Whatever her level of chagrin about female jazz musicians still needing their own festival, Bloom and the other female performers had no complaints about being presented in the inaugural event held in Dizzy’s Club Coca-Cola, which is located in Jazz at Lincoln Center’s new home, the Frederick P. Rose Hall. It is the only performing arts center in the world devoted exclusively to jazz.

“Women have been quietly making a solid contribution to jazz for the last half century,” says Todd Barkan, the artistic manager of Dizzy’s Club and a longtime jazz producer. “They’re doing their own thing on a world-class level.”

Inspiring Younger Women

Barkan says he’s long felt a strong desire to broaden the recognition of women. “It’s just a healthy thing to do all down the line,” says the festival curator, who invited popular female jazz singers like Angela Bofill and Rita Coolidge to perform along with lesser known, up-and-coming artists. “If more women are presented on a more regular basis as headliners, it will inspire the younger women,” he adds.

“The main thing is to get the chance to play,” says Toshiko Akiyoshi, a pianist, composer and bandleader whose trio played to packed houses during the festival. “Otherwise, some women may not have the opportunity to play in the limelight.”

Women have shaped the landscape of jazz from the beginning. The role of the upfront female jazz vocalist, personified by Billie Holiday, has long been established, as has a female presence behind the piano. Pianist-composer-arranger Mary Lou Williams arranged songs for Duke Ellington and contributed scores to Dizzy Gillespie’s big band. She also influenced male jazz artists Thelonious Monk and Bud Powell.

But many jazz women, particularly those who play instruments traditionally associated with men, like the trumpet or drums, still don’t receive the same degree of acceptance or exposure as their male peers.

For example, Lenora Zenzalai Helm, a bandleader, composer, arranger and singer, told Women’s eNews that backstage at Dizzy’s a female singer from Italy came up to her and remarked about her bass player Miriam Sullivan.

“She said, ‘Wow, I’ve never seen a woman who plays bass,'” says Helm, who adds that when her group is on tour, “people gape at Miriam like she’s a ghost.”

Groupies Have to Walk

Kit McClure

“When you’re not part of the boys’ club, it can be rough,” says saxophonist Kit McClure, who is one of a growing number of female big band leaders. She still vividly recalls an instance early in her career, in 1967, when she was playing in a high school band and arrived for a gig that was to take place in an upstairs gym. When she tried to board the elevator, the operator told her, “Sorry, this elevator is only for the musicians. The groupies have to walk up the stairs.”

Even today, when McClure gets a call for her all-female big band to play a gig, the caller will commonly ask, “Oh, can they really play?”

She says it’s not easy for women or men to maintain a career in the jazz profession. “There are few crumbs to go around,” says McClure.

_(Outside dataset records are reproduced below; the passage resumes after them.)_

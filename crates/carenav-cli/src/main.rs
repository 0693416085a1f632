use api_shared::NavigationRes;
use carenav_core::{
    can_access, normalize, CanonicalRole, EnabledModules, Identity, Navigation,
    NavigationCatalog, SessionSelection, TenantContext, TenantSource,
};
use clap::{Parser, Subcommand};
use std::path::{Path, PathBuf};

#[derive(Parser)]
#[command(name = "carenav")]
#[command(about = "CareNav navigation and tenant-context CLI")]
struct Cli {
    /// YAML navigation catalog (defaults to the built-in catalog)
    #[arg(long, global = true)]
    catalog: Option<PathBuf>,
    #[command(subcommand)]
    command: Option<Commands>,
}

#[derive(Subcommand)]
enum Commands {
    /// Normalise a raw role string
    Normalize {
        /// Role as issued by the authentication service
        raw: String,
    },
    /// Print the navigation a role would see
    Navigation {
        #[arg(long)]
        role: String,
        /// Enabled modules (comma-separated); omit for unknown modules
        #[arg(long, value_delimiter = ',')]
        modules: Option<Vec<String>>,
        /// Current location, to mark the active item
        #[arg(long)]
        location: Option<String>,
        /// Print JSON instead of an outline
        #[arg(long)]
        json: bool,
    },
    /// Check whether a role may open a page
    Access {
        #[arg(long)]
        role: String,
        /// Page path, optionally with query and hash
        path: String,
        /// Enabled modules (comma-separated); omit for unknown modules
        #[arg(long, value_delimiter = ',')]
        modules: Option<Vec<String>>,
    },
    /// Resolve the effective organization
    ResolveOrg {
        /// Organization bound to the identity
        #[arg(long)]
        bound: Option<String>,
        /// Organization stored in the session
        #[arg(long)]
        selected: Option<String>,
    },
    /// Validate a catalog and print its outline
    Catalog {
        /// Catalog file (overrides --catalog)
        #[arg(long)]
        file: Option<PathBuf>,
    },
}

fn load_catalog(path: Option<&Path>) -> Result<NavigationCatalog, Box<dyn std::error::Error>> {
    match path {
        Some(path) => Ok(NavigationCatalog::load(path)?),
        None => Ok(NavigationCatalog::builtin()),
    }
}

fn enabled_modules(modules: Option<Vec<String>>) -> EnabledModules {
    modules.map_or(EnabledModules::Unknown, EnabledModules::from_names)
}

fn print_outline(navigation: &Navigation, active_path: Option<&str>) {
    if navigation.is_empty() {
        println!("(no navigation)");
        return;
    }
    for group in &navigation.groups {
        println!("{}", group.label);
        for item in &group.items {
            let marker = if active_path == Some(item.path.as_str()) { "*" } else { " " };
            println!(" {marker} {:<28} {}", item.path, item.label);
        }
    }
}

fn main() -> Result<(), Box<dyn std::error::Error>> {
    let cli = Cli::parse();

    match cli.command {
        Some(Commands::Normalize { raw }) => {
            let role = normalize(&raw);
            println!("{} ({})", role, role.display_name());
        }
        Some(Commands::Navigation {
            role,
            modules,
            location,
            json,
        }) => {
            let catalog = load_catalog(cli.catalog.as_deref())?;
            let role = normalize(&role);
            let modules = enabled_modules(modules);
            let navigation = catalog.build_navigation(&role, &modules);
            let res = NavigationRes::new(
                &role,
                None,
                modules.is_known(),
                &navigation,
                location.as_deref(),
            );

            if json {
                println!("{}", serde_json::to_string_pretty(&res)?);
            } else {
                print_outline(&navigation, res.active_path.as_deref());
            }
        }
        Some(Commands::Access {
            role,
            path,
            modules,
        }) => {
            let catalog = load_catalog(cli.catalog.as_deref())?;
            let role = normalize(&role);
            let allowed = can_access(&path, &role, &enabled_modules(modules), &catalog);
            println!("{}", if allowed { "allowed" } else { "denied" });
        }
        Some(Commands::ResolveOrg { bound, selected }) => {
            let identity = Identity::new(CanonicalRole::SuperAdmin.as_str(), bound.as_deref());
            let tenant =
                TenantContext::resolve(&identity, &SessionSelection::from_raw(selected.as_deref()));
            match (tenant.organization_id(), tenant.source()) {
                (Some(id), TenantSource::Bound) => println!("{id} (bound)"),
                (Some(id), _) => println!("{id} (selected)"),
                (None, _) => println!("No organization. A super administrator must select one."),
            }
        }
        Some(Commands::Catalog { file }) => {
            let catalog = load_catalog(file.as_deref().or(cli.catalog.as_deref()))?;
            let full = catalog.full_tree();
            println!(
                "Full tree: {} groups, {} items",
                full.len(),
                full.iter().map(|group| group.items.len()).sum::<usize>()
            );
            for role in catalog.portal_roles() {
                let groups = catalog.portal(role).unwrap_or_default();
                println!(
                    "Portal {:<16} {} groups, {} items",
                    role.as_str(),
                    groups.len(),
                    groups.iter().map(|group| group.items.len()).sum::<usize>()
                );
            }
        }
        None => {
            println!("Use --help for usage");
        }
    }

    Ok(())
}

At Washington’s Kennedy Center in May, her group performed the music of the International Sweethearts of Rhythm, a popular all-female and mostly black jazz orchestra from the 1930s and ’40s.

“These were women who made it against all odds to become a great, great band up there with Duke Ellington,” says McClure, who has made it her mission to keep their music alive.

A Slow Moving Train

While change in the jazz scene can sometimes feel like a very slow moving A train, organizations like the International Women in Jazz and the Sisters in Jazz program of the International Association for Jazz Education provide mentoring, support and encouragement for women jazz artists.

Helm, who teaches music workshops around the United States, says she’s observed that many younger female jazz artists don’t particularly want to participate in women’s festivals.

“They feel ghettoized by it,” says Helm. “I also look forward to the day when there won’t be a need for a woman’s jazz festival. And when I no longer hear, ‘Hey, she plays great for a girl.'”

The nonprofit Lincoln Center says the women’s jazz festival–held this year between Sept. 6 and Oct. 2–was a success and will become an annual event.

One of the more satisfying moments of the festival at Dizzy’s, says Barkan, came when the 87-year-old host of NPR’s “Marian McPartland’s Piano Jazz” front-loaded her set with female-written songs such as “What’s Your Story, Morning Glory” by Mary Lou Williams and the more obscure “Rain on the Roof” by Anne Ronell.

“She took it another step,” says Barkan, “by celebrating great female composers and arrangers.”

The Diet Coke Women in Jazz Festival featured about 40 female headliners, including drummer Sherrie Maricle and her all-female DIVA Jazz Orchestra, drummer Cindy Blackman, and Grammy-winning singer Rita Coolidge. Violinist Karen Briggs and accompanist for new age music star Yanni, closes the festival on Oct. 2.

Ann Farmer is an independent journalist who lives in New York City. She does general assignment reporting for The New York Times and contributes stories and essays to various publications including Emmy, The Christian Science Monitor, Dance Magazine and others.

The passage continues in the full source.